◆ Task description ◆
Copy every line of the records that includes the word "audit".

====================

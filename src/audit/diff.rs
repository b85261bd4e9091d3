//! Change summaries for audit entries

use crate::models::{category_name, Expense};

/// Describe which fields differ between two versions of an expense
///
/// Returns `None` when nothing user-visible changed.
pub fn expense_diff(before: &Expense, after: &Expense) -> Option<String> {
    let mut changes = Vec::new();

    if before.expense_name != after.expense_name {
        changes.push(format!(
            "name: \"{}\" -> \"{}\"",
            truncate(&before.expense_name),
            truncate(&after.expense_name)
        ));
    }
    if before.amount != after.amount {
        changes.push(format!("amount: {} -> {}", before.amount, after.amount));
    }
    if before.category != after.category {
        changes.push(format!(
            "category: {} -> {}",
            category_name(&before.category),
            category_name(&after.category)
        ));
    }
    if before.date != after.date {
        changes.push(format!(
            "date: {} -> {}",
            before.date.format("%Y-%m-%d"),
            after.date.format("%Y-%m-%d")
        ));
    }

    if changes.is_empty() {
        None
    } else {
        Some(changes.join(", "))
    }
}

fn truncate(s: &str) -> String {
    if s.chars().count() > 40 {
        let head: String = s.chars().take(37).collect();
        format!("{}...", head)
    } else {
        s.to_string()
    }
}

====================

◆ Answer to this exercise ◆
filename src/audit/diff.rs
//! Change summaries for audit entries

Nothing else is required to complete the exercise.